Newspaper published in Burley, Idaho

The South Idaho Press was a U.S. daily newspaper serving Minidoka County and Cassia County in south-central Idaho. It changed names over the years after several mergers while it was published from 1905 to 2008.

== History ==
In 1905, S. D. Parke established the Burley Bulletin. In 1915, a rival paper in Burley called the Amusement Herald was founded by A. W. Brose and James T. Fray. Brose changed the name to the Burley Herald after a few issues.

Parke edited and published the weekly Burley Bulletin newspaper until 1923 when he sold it to W. C. Abbott. By 1924, the Bulletin was owned by Henry Dworshak and his son. The duo operated the paper for nearly two decades. In 1927, Brose sold the Burley Herald to Walter A. Shear and Riley Emmons. In 1931, Emmons sold his half-interest to Robert "Bob" H. Hinkley.

In 1944, Dworshak, along with Shear and Hinkley, sold their papers to The Mist Publishing Company, of St. Helens, Oregon. The business was owned by Jessica L. Longston and Mr. and Mrs. A. T. Brownlow, all publishers of the St Helens Sentenl-Mist. In 1950, the Bulletin and Herald merged to form the Herald-Bulletin. In 1959, the paper expanded into a daily. In 1961, Longston sold the paper to Dean S. Lesher. Six years later a court ordered the paper returned to Longston over a contract dispute. She then immediately re-sold the Herald-Bulletin to Sheldon F. Sackett who renamed it to The World.

In 1968, Sackett sold The World to Lloyd "Holly" Hollinger of Hollinger Newspaper Inc. (not to be confused with Hollinger Inc.).
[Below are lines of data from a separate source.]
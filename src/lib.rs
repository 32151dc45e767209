//! Personal portfolio - Leptos frontend
//!
//! A single-page portfolio with an admin dashboard, backed by a
//! hosted Supabase project for data and auth.

pub mod api;
pub mod components;
pub mod config;
pub mod hooks;
pub mod pages;
pub mod terminal;
pub mod types;

use leptos::prelude::*;
use leptos_meta::provide_meta_context;
use leptos_router::{
    components::{Route, Router, Routes},
    path,
};

use api::SupabaseClient;
use components::{Footer, Navbar};
use config::Config;
use pages::{
    about::AboutPage,
    admin::{dashboard::DashboardPage, login::LoginPage},
    home::HomePage,
    projects::ProjectsPage,
};

/// Main application component
#[component]
pub fn App(config: Config) -> impl IntoView {
    provide_meta_context();

    // One gateway client for the whole app, injected via context.
    let client = SupabaseClient::new(config);
    provide_context(client);

    view! {
        <Router>
            <div class="min-h-screen flex flex-col bg-bg text-text">
                <Navbar />
                <Routes fallback=|| view! { <NotFound /> }>
                    <Route path=path!("/") view=HomePage />
                    <Route path=path!("/projects") view=ProjectsPage />
                    <Route path=path!("/about") view=AboutPage />
                    <Route path=path!("/admin") view=LoginPage />
                    <Route path=path!("/admin/dashboard") view=DashboardPage />
                </Routes>
                <Footer />
            </div>
        </Router>
    }
}

/// 404 fallback
#[component]
fn NotFound() -> impl IntoView {
    view! {
        <main class="flex-1 flex items-center justify-center">
            <div class="text-center py-20">
                <p class="font-mono text-6xl font-bold text-muted mb-4">"404"</p>
                <p class="font-mono text-muted mb-8">"página não encontrada"</p>
                <a
                    href="/"
                    class="font-mono text-accent text-sm hover:underline"
                >
                    "voltar para o início →"
                </a>
            </div>
        </main>
    }
}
The paper was then merged with the Reminder Morning News to form the South Idaho Press. In 1977, Hollinger sold the Press to The Great Fall Tribune Company, which was owned by the Cowles family.
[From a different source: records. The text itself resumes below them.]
//! Toy terminal command interpreter.
//!
//! Fully client-local: a fixed dictionary maps known commands to
//! canned multi-line responses. The rendering component owns the
//! history and timing; this module only decides what a line of input
//! means.

use uuid::Uuid;

/// Visual style of a rendered terminal line.
#[derive(Debug, Clone, Copy, PartialEq, Eq)]
pub enum LineKind {
    Input,
    Output,
    Error,
    Success,
}

/// One rendered line of terminal history. Ephemeral; `clear` discards
/// the whole list.
#[derive(Debug, Clone, PartialEq, Eq)]
pub struct TerminalLine {
    pub id: Uuid,
    pub kind: LineKind,
    pub text: String,
}

impl TerminalLine {
    pub fn new(kind: LineKind, text: impl Into<String>) -> Self {
        Self {
            id: Uuid::new_v4(),
            kind,
            text: text.into(),
        }
    }
}

pub const WELCOME_LINE: &str = "Bem-vinda ao terminal! Digite \"help\" para começar.";

/// Per-line delay of the "typing" effect, in milliseconds.
pub const OUTPUT_STAGGER_MS: u32 = 50;

const COMMANDS: &[(&str, &[&str])] = &[
    (
        "help",
        &[
            "📋 Comandos disponíveis:",
            "  whoami      → quem sou eu",
            "  skills      → minhas habilidades",
            "  projects    → meus projetos",
            "  contact     → como me contatar",
            "  clear       → limpar terminal",
        ],
    ),
    (
        "whoami",
        &[
            "👩‍💻 Brenda G.",
            "   Estudante de Engenharia de Software",
            "   Especialidade: DevOps & Automação",
            "   Status: Buscando estágio 🚀",
        ],
    ),
    (
        "skills",
        &[
            "🛠️  Stack técnica:",
            "   Languages  → Python, TypeScript, Bash",
            "   DevOps     → Docker, GitHub Actions, Linux",
            "   Cloud      → Vercel, AWS (básico)",
            "   Databases  → PostgreSQL, Redis",
        ],
    ),
    (
        "projects",
        &[
            "📁 Projetos em destaque:",
            "   [1] Pipeline CI/CD com GitHub Actions",
            "   [2] Sistema de monitoramento com Python",
            "   [3] Automação de deploy com Docker",
            "   → acesse /projects para ver todos",
        ],
    ),
    (
        "contact",
        &[
            "📬 Contato:",
            "   GitHub   → github.com/seu-usuario",
            "   LinkedIn → linkedin.com/in/seu-usuario",
            "   Email    → seu@email.com",
        ],
    ),
];

/// Result of interpreting one raw input line.
#[derive(Debug, Clone, PartialEq, Eq)]
pub enum Evaluation {
    /// Empty input: no echo, no output.
    Noop,
    /// `clear`: wipe the whole history.
    Clear,
    /// Known command: echo plus staggered response lines.
    Respond {
        echo: String,
        lines: &'static [&'static str],
    },
    /// Unknown command: echo plus a single error line.
    Unknown { echo: String, message: String },
}

/// Interprets a raw input line. Input is trimmed and lowercased before
/// lookup; only non-empty input is echoed.
pub fn evaluate(raw: &str) -> Evaluation {
    let command = raw.trim().to_lowercase();

    if command.is_empty() {
        return Evaluation::Noop;
    }

    let echo = format!("$ {command}");

    if command == "clear" {
        return Evaluation::Clear;
    }

    match lookup(&command) {
        Some(lines) => Evaluation::Respond { echo, lines },
        None => Evaluation::Unknown {
            message: format!("comando não encontrado: \"{command}\". Digite \"help\"."),
            echo,
        },
    }
}

fn lookup(command: &str) -> Option<&'static [&'static str]> {
    COMMANDS
        .iter()
        .find(|(name, _)| *name == command)
        .map(|(_, lines)| *lines)
}

#[cfg(test)]
mod tests {
    use super::*;

    #[test]
    fn help_returns_the_fixed_line_list() {
        let Evaluation::Respond { echo, lines } = evaluate("help") else {
            panic!("help should be a known command");
        };
        assert_eq!(echo, "$ help");
        assert_eq!(lines.len(), 6);
        assert_eq!(lines[0], "📋 Comandos disponíveis:");
        assert!(lines.iter().any(|l| l.contains("clear")));
    }

    #[test]
    fn input_is_trimmed_and_lowercased() {
        assert_eq!(evaluate("  WhoAmI  "), evaluate("whoami"));
        let Evaluation::Respond { echo, .. } = evaluate("  WhoAmI  ") else {
            panic!("whoami should be a known command");
        };
        assert_eq!(echo, "$ whoami");
    }

    #[test]
    fn clear_wipes_history() {
        assert_eq!(evaluate("clear"), Evaluation::Clear);
        assert_eq!(evaluate("  CLEAR "), Evaluation::Clear);
    }

    #[test]
    fn empty_input_produces_no_line_at_all() {
        assert_eq!(evaluate(""), Evaluation::Noop);
        assert_eq!(evaluate("   "), Evaluation::Noop);
        assert_eq!(evaluate("\t"), Evaluation::Noop);
    }

    #[test]
    fn unknown_command_yields_one_error_line_naming_it() {
        let Evaluation::Unknown { echo, message } = evaluate("unknowngibberish") else {
            panic!("should be unknown");
        };
        assert_eq!(echo, "$ unknowngibberish");
        assert_eq!(
            message,
            "comando não encontrado: \"unknowngibberish\". Digite \"help\"."
        );
    }

    #[test]
    fn every_dictionary_entry_is_reachable() {
        for (name, lines) in COMMANDS {
            let Evaluation::Respond { lines: got, .. } = evaluate(name) else {
                panic!("{name} should resolve");
            };
            assert_eq!(&got, lines);
            assert!(!lines.is_empty());
        }
    }

    #[test]
    fn line_constructor_tags_kind_and_text() {
        let line = TerminalLine::new(LineKind::Error, "boom");
        assert_eq!(line.kind, LineKind::Error);
        assert_eq!(line.text, "boom");
    }
}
In 1987, Cowles Media Company sold the paper to Park Communications. In 1997, Media General acquired Park Communications and then sold the Press to Community Newspaper Holdings. The Press was resold again a year later to Liberty Group Publishing in 1998, who operated it for six years until sell the paper to Lee Enterprises in 2004. In 2008, Lee merged the Press into the Times-News.